Alberto González nació hace ochenta y ocho años en Cuevas del Almanzora, Almería, su pueblo y el mío, cuando aún quedaban los ecos de lo que fueron los prodigios de la plata. Su universo, como el de tantos, iba del Recreo a Villaricos y de la calle del Pilar, la suya, a la Rambla, donde moraba Paca, mujer de coraje y azúcar con la que casó y con la que emprendió camino hacia el norte, como todos, en busca del mañana. Maestro por la República, cuyo título exhibía con orgullo, siguió la senda de los que sentaron sus reales en la calle Fraternidad de Barcelona, en uno de cuyos pisos marcharon a vivir una legión de primos hermanos que compartían las fatigas y las ansias. No tuvo hijos. Su aparente tosquedad no era sino la brillantez desusada de la época, la ilustrada y roja presencia de su moral republicana, la digna respuesta a lo que consideraba una falta elemental de decencia política. Fascinante cascarrabias, brillante conversador, polemista incansable, Alberto González sumó tantos sobrinos hijos no tuvo y vio morir a su mujer tras un larga y anunciada agonía que no hizo sino acentuarle la sensación de que el mundo estaba mal repartido desde el primer día. Con  los años, dejó su trabajo de contable en unos almacenes del Paseo de Gracia, hizo las maletas con lo que le quedó después de prenderle fuego a sus recuerdos y volvió a la tierra, a la que se le escapaba por las fisuras de su acento de vocales abiertas.
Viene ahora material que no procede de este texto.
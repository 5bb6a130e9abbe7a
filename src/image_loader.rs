// Image loading module
// Models uploaded files and decodes them into RGBA surfaces

use crate::bounded::run_with_timeout;
use crate::error::{QrFrameError, Result};
use image::{DynamicImage, RgbaImage};
use log::debug;
use resvg::{tiny_skia, usvg};
use std::fs;
use std::io::Cursor;
use std::path::Path;
use std::time::Duration;

pub const MIME_PNG: &str = "image/png";
pub const MIME_JPEG: &str = "image/jpeg";
pub const MIME_SVG: &str = "image/svg+xml";

/// A file picked by the user, as the upload control hands it over
#[derive(Debug, Clone)]
pub struct ImageFile {
    pub name: String,
    /// Declared MIME type
    pub mime: String,
    pub data: Vec<u8>,
}

impl ImageFile {
    pub fn new(name: impl Into<String>, mime: impl Into<String>, data: Vec<u8>) -> Self {
        Self {
            name: name.into(),
            mime: mime.into(),
            data,
        }
    }

    /// Read a file from disk, deriving its MIME type from the extension
    pub fn from_path(path: &Path) -> Result<Self> {
        let data = fs::read(path)?;
        let name = path
            .file_name()
            .map(|n| n.to_string_lossy().into_owned())
            .unwrap_or_else(|| "logo".to_string());
        let mime = path
            .extension()
            .and_then(|ext| ext.to_str())
            .map(mime_from_extension)
            .unwrap_or("application/octet-stream");

        Ok(Self::new(name, mime, data))
    }

    pub fn size(&self) -> u64 {
        self.data.len() as u64
    }

    pub fn is_svg(&self) -> bool {
        self.mime == MIME_SVG
    }
}

/// Get the MIME type for a file extension
pub fn mime_from_extension(ext: &str) -> &'static str {
    match ext.to_lowercase().as_str() {
        "png" => MIME_PNG,
        "jpg" | "jpeg" => MIME_JPEG,
        "svg" => MIME_SVG,
        "gif" => "image/gif",
        "webp" => "image/webp",
        "bmp" => "image/bmp",
        _ => "application/octet-stream",
    }
}

/// A decoded image ready to be drawn
#[derive(Debug, Clone)]
pub struct LoadedImage {
    pub image: RgbaImage,
    /// Intrinsic size; differs from the raster size for vector sources
    pub natural_width: u32,
    pub natural_height: u32,
}

impl LoadedImage {
    fn from_raster(img: DynamicImage) -> Self {
        let image = img.to_rgba8();
        let (natural_width, natural_height) = image.dimensions();
        Self {
            image,
            natural_width,
            natural_height,
        }
    }
}

/// Decode encoded image bytes of the declared `mime` type, giving up after `timeout`.
///
/// SVG input is rasterized; anything else goes through format detection.
pub fn load_image(data: Vec<u8>, mime: &str, svg_raster_size: u32, timeout: Duration) -> Result<LoadedImage> {
    let is_svg = mime == MIME_SVG;
    run_with_timeout("image decode", timeout, move || {
        if is_svg {
            rasterize_svg(&data, svg_raster_size)
        } else {
            load_from_bytes(&data).map(LoadedImage::from_raster)
        }
    })
}

/// Load an image from raw bytes, auto-detecting the format
fn load_from_bytes(data: &[u8]) -> Result<DynamicImage> {
    let format = image::guess_format(data)
        .map_err(|e| QrFrameError::Resource(format!("failed to detect image format: {e}")))?;
    let img = image::load(Cursor::new(data), format)?;
    debug!("Decoded {:?} image {}x{}", format, img.width(), img.height());
    Ok(img)
}

/// Render a vector image so its longest edge is `raster_size`
fn rasterize_svg(data: &[u8], raster_size: u32) -> Result<LoadedImage> {
    let tree = usvg::Tree::from_data(data, &usvg::Options::default())
        .map_err(|e| QrFrameError::Resource(format!("invalid SVG: {e}")))?;

    let svg_size = tree.size();
    let natural_width = svg_size.width().round().max(1.0) as u32;
    let natural_height = svg_size.height().round().max(1.0) as u32;

    let scale = raster_size as f32 / svg_size.width().max(svg_size.height());
    let width = (svg_size.width() * scale).round().max(1.0) as u32;
    let height = (svg_size.height() * scale).round().max(1.0) as u32;

    let mut pixmap = tiny_skia::Pixmap::new(width, height)
        .ok_or_else(|| QrFrameError::Resource("failed to allocate SVG surface".to_string()))?;
    resvg::render(&tree, tiny_skia::Transform::from_scale(scale, scale), &mut pixmap.as_mut());

    // tiny-skia stores premultiplied alpha
    let mut rgba = Vec::with_capacity(pixmap.data().len());
    for pixel in pixmap.pixels() {
        let c = pixel.demultiply();
        rgba.extend_from_slice(&[c.red(), c.green(), c.blue(), c.alpha()]);
    }
    let image = RgbaImage::from_raw(width, height, rgba)
        .ok_or_else(|| QrFrameError::Resource("SVG surface size mismatch".to_string()))?;

    Ok(LoadedImage {
        image,
        natural_width,
        natural_height,
    })
}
Conoció a Carmen y supo que el cielo le estaba cediendo a un ángel: él, de natural conquistador, de noble porte casi cinematográfico, sucumbió ante la posibilidad de que aquella mujer fuera el consuelo a muchos años de soledad. Veintidós años juntos han refrenado sus deseo.
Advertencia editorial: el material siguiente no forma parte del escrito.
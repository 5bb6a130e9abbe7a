// qrframe - Styled QR code generator
// Composes a QR code with a colored template, a centered logo and a caption

pub mod app;
pub mod bitmap;
pub mod bounded;
pub mod canvas;
pub mod color;
pub mod compressor;
pub mod config;
pub mod debounce;
pub mod error;
pub mod image_loader;
pub mod memory;
pub mod preview;
pub mod renderer;
pub mod text;
pub mod validator;

pub use app::{App, Completed, Dispatch, Event, ViewState};
pub use config::Config;
pub use error::{QrFrameError, Result};
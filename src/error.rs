// Error module
// Error taxonomy shared by all components

use std::time::Duration;
use thiserror::Error;

/// Bad user input. The message is shown as-is to the user.
#[derive(Debug, Clone, PartialEq, Error)]
pub enum ValidationError {
    #[error("Please enter a text or URL.")]
    EmptyText,
    #[error("Text too long. Maximum: {max} characters.")]
    TextTooLong { max: usize },
    #[error("No file selected.")]
    NoFile,
    #[error("Invalid format. Use PNG, JPG or SVG.")]
    UnsupportedType { mime: String },
    #[error("File too large. Maximum: {max_mb}MB.")]
    FileTooLarge { max_mb: f64 },
    #[error("The image must be roughly square.")]
    NotSquare { ratio: f64 },
    #[error("Invalid color: {0}")]
    InvalidColor(String),
    #[error("Invalid resolution: {0}")]
    InvalidResolution(u32),
}

#[derive(Debug, Error)]
pub enum QrFrameError {
    #[error(transparent)]
    Validation(#[from] ValidationError),

    /// Decode, compress or generate failure
    #[error("resource error: {0}")]
    Resource(String),

    #[error("encoding error: {0}")]
    Encoding(String),

    #[error("{what} did not complete within {after:?}")]
    Timeout { what: &'static str, after: Duration },

    /// A required collaborator is missing at startup
    #[error("initialization failed: {0}")]
    CriticalInit(String),

    #[error(transparent)]
    Image(#[from] image::ImageError),

    #[error(transparent)]
    Io(#[from] std::io::Error),
}

pub type Result<T> = std::result::Result<T, QrFrameError>;

impl QrFrameError {
    /// Whether the user can simply retry the action
    pub fn is_recoverable(&self) -> bool {
        !matches!(self, QrFrameError::CriticalInit(_))
    }
}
Quien esto escribe ha sido un de sus sobrinos favoritos, de los que han seguido acudiendo a él por el simple placer de escuchar sus palabra encendida, sus ojos vivos, su permanente desacuerdo con la mediocridad. De pequeño me llegaba a visitarle en las tardes de horas lentas a aquel pequeño despacho en el que le ordenaba las cuentas a sus empleadores catalanes, que tanto le quisieron. Salía de su mano calle arriba y me deletreaba con su florido y culto lenguaje historias de nuestra tierra. Me inyectaba conciencia y me contaba picardías. De más mayor me llevaba a comer a un pequeño acudidero que aún trabaja el bacalao y las anchoas; hará pocos días volví buscando su sombra de olmo fresco y frondoso y me senté a su mesa, en su rincón, en su silla. Cada día de su vida bebió una botella de vino. Siempre  tinto. Decía que esa era la mejor garantía de su mala salud de hierro. Bebí por él. Levanté el vaso de la memoria, tan lleno de sus cosas, de las cosas de aquellos pioneros cuévanos que dejaron parte de su vida levantando Barcelona llanto a llanto, risa a risa. Murió el pasado viernes. Antes de hacerlo le dio tiempo a enloquecer a tres o cuatro enfermeras y aun buen puñado de pacientes médicos que hoy debe de estar lamentando su muerte tanto como yo. Y es que, entre bronca y bronca, dejaba escapar su media sonrisa irresistible, adorable, carnal y amorosa y ante ella conocí muy poca gente que se resistiera. Lloro hoy su marcha amargamente, como sólo se llora algo muy propio, muy íntimo, como sólo se lloran los fragmentos de la vida que se nos van. Dios le tenga en la Gloria y sepa tener paciencia cuando le increpe por las cosas que no funciona en el cielo. Mi tío Alberto siempre ha sido así. Por eso será eternamente inolvidable.

Yo sé que la actualidad es mucha, pero ante todo sentir. ¿cómo escribir hoy de otra cosas?